Sin embargo, lo que más preocupa a los expertos en Seguridad Nacional son los sabotajes, especialmente los cibernéticos. En 2015, medio millón de ciudadanos se quedaron sin suministro eléctrico a raíz de un ataque informático a varias centrales eléctricas del país. El troyano informático, el primero involucrado en un apagón eléctrico, se llamaba BlackEnergy y muchos expertos han señalado la mano del Kremlin detrás de este ciberataque. Otros virus, como el Stuxnet, obra de Israel y EEUU, afectó a varias centrales nucleares iraníes en abril de este año.

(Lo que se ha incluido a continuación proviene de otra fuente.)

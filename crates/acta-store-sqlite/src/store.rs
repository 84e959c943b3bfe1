//! [`SqliteStore`] — the SQLite implementation of [`RecordStore`].

use std::{collections::HashSet, path::Path};

use chrono::{NaiveDate, Utc};
use rusqlite::OptionalExtension as _;
use uuid::Uuid;

use acta_core::{
  Error as CoreError,
  customer::{Customer, NaturalKeyKind, NaturalKeys, NewCustomer},
  document::{Document, DocumentUpdate, NewDocument},
  file::{FileRecord, NewFileRecord},
  link::{
    LinkedParty, NewPartyLink, PartyEngagement, PartyLink, SignatureStatus,
  },
  page::{Page, PageRequest},
  store::{DocumentQuery, RecordStore},
};

use crate::{
  Error, Result,
  encode::{
    CUSTOMER_COLS, DOCUMENT_COLS, FILE_COLS, LINK_COLS, RawCustomer,
    RawDocument, RawFile, RawLink, encode_customer_kind, encode_date,
    encode_dt, encode_role, encode_status, encode_uuid, qualify,
  },
  schema::SCHEMA,
};

// ─── Conflict mapping ────────────────────────────────────────────────────────

/// The constraint message of a UNIQUE/PRIMARY KEY violation, if `err` is one.
fn unique_violation(err: &tokio_rusqlite::Error) -> Option<&str> {
  if let tokio_rusqlite::Error::Rusqlite(rusqlite::Error::SqliteFailure(
    e,
    Some(msg),
  )) = err
    && (e.extended_code == rusqlite::ffi::SQLITE_CONSTRAINT_UNIQUE
      || e.extended_code == rusqlite::ffi::SQLITE_CONSTRAINT_PRIMARYKEY)
  {
    return Some(msg.as_str());
  }
  None
}

/// Translate a natural-key index violation into the Conflict it represents.
fn map_customer_conflict(err: tokio_rusqlite::Error, keys: &NaturalKeys) -> Error {
  let constraint = unique_violation(&err).map(str::to_owned);
  let dup = |kind: NaturalKeyKind| {
    Error::Core(CoreError::DuplicateNaturalKey {
      kind,
      value: keys.get(kind).unwrap_or_default().to_owned(),
    })
  };
  match constraint.as_deref() {
    Some(m) if m.contains("customers.document_id") => {
      dup(NaturalKeyKind::DocumentId)
    }
    Some(m) if m.contains("customers.passport_id") => {
      dup(NaturalKeyKind::PassportId)
    }
    Some(m) if m.contains("customers.business_registration_number") => {
      dup(NaturalKeyKind::BusinessRegistrationNumber)
    }
    _ => Error::Database(err),
  }
}

/// Translate a transaction-code index violation into a Conflict.
fn map_document_conflict(err: tokio_rusqlite::Error, code: &str) -> Error {
  let constraint = unique_violation(&err).map(str::to_owned);
  match constraint.as_deref() {
    Some(m) if m.contains("documents.transaction_code") => {
      Error::Core(CoreError::DuplicateTransactionCode(code.to_owned()))
    }
    _ => Error::Database(err),
  }
}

¿Puede ocurrir esto en Europa?
Aunque improbable, la posibilidad de un gran apagón está ahora encima de la mesa. Y de hecho, de unos meses a esta parte -según veíamos las noticias de desabastecimiento en Reino Unido, o sufríamos la intolerable escalada de los precios del gas, de la electricidad o de los carburantes- los problemas de la cadena de suministros se han abierto paso como una de las principales preocupaciones de la ciudadanía.
El enrarecido contexto energético, económico y geopolítico post-pandemia no invita a la tranquilidad. Si el parón productivo durante lo peor de la epidemia de coronavirus provocó una caída de la demanda, la reactivación económica actual está causando el efecto contrario, con grandes desajustes.
Y no sólo en el plano energético, sino también en el de transporte de mercancías. Los puertos norteamericanos, chinos o europeos se han convertido en cuellos de botella para amplios sectores económicos. Desde la llegada de materias primas, suministros y componentes (los chips procedentes de Asia para los coches europeos, por ejemplo) a la exportación de las mercancías elaboradas.
En el plano energético, el aumento de la demanda asiática ha disparado el precio del gas -y por ende, de la electricidad- en los mercados internacionales, impactando de lleno a Europa. Rusia tiene la llave del gas de la Unión Europea -suministra el 43% del gas que consume la eurozona- y maniobra para que se termine abriendo el estratégico gaseoducto Nord Stream 2 que evitaría la tubería ucraniana. Países como España negocian a toda prisa con Argelia para garantizar que el país norteafricano garantice el suministro. Y se anuncia el inminente cierre de un buen número de centrales nucleares (una fuente que suministra el 26% de la energía de la UE). A finales de 2022 se cerrarán las últimas seis centrales nucleares alemanas que todavía siguen en funcionamiento.
Todo esto influye, pero no es lo más determinante para la posibilidad de un «gran apagón». Lo más crítico es el nivel de dependencia de una red eléctrica nacional respecto a la de otros países, y por tanto la posibilidad de que, si la de un país colapsa, arrastre como si de una ficha de dominó se tratase, a la red eléctrica de otros países interdependientes.
Y lo cierto es que Austria, un país centroeuropeo que tiene frontera con 8 países, tiene una red eléctrica muy interconectada con el resto de Europa. Su suministro además procede en buena parte de Ucrania y Rusia, aunque tiene negociaciones con terceros países como Alemania. La posibilidad de un corte de suministro que, originándose fuera de sus fronteras, acabara afectando a Austria, aunque improbable, no es imposible.
¿Y en España?
En el caso de España, un gran apagón sobrevenido desde Europa es todavía más improbable, porque la peculiar geografía de nuestra red eléctrica nos hace ser casi una «isla energética». Y además la red eléctrica española es de las más seguras del mundo, ya que está muy mallada, algo que en caso de averías permite aislar el problema y reducir al mínimo los daños.
“España está en una posición mejor que el resto de países de Europa frente a un gran apagón», asegura Roberto Gómez, profesor de Empresa de la Universidad Europea de Valencia y experto en suministro energético. «Tenemos una conexión con Francia que nos proporciona solo un 5%, en el mejor de los casos, de la electricidad que necesitamos».
De esta manera ante un gran problema que involucrara a la red eléctrica de más allá de los Pirineos, sería «relativamente fácil quitar tres fichas del dominó para a nosotros no nos arrastre una caída en Europa», afirma Gómez.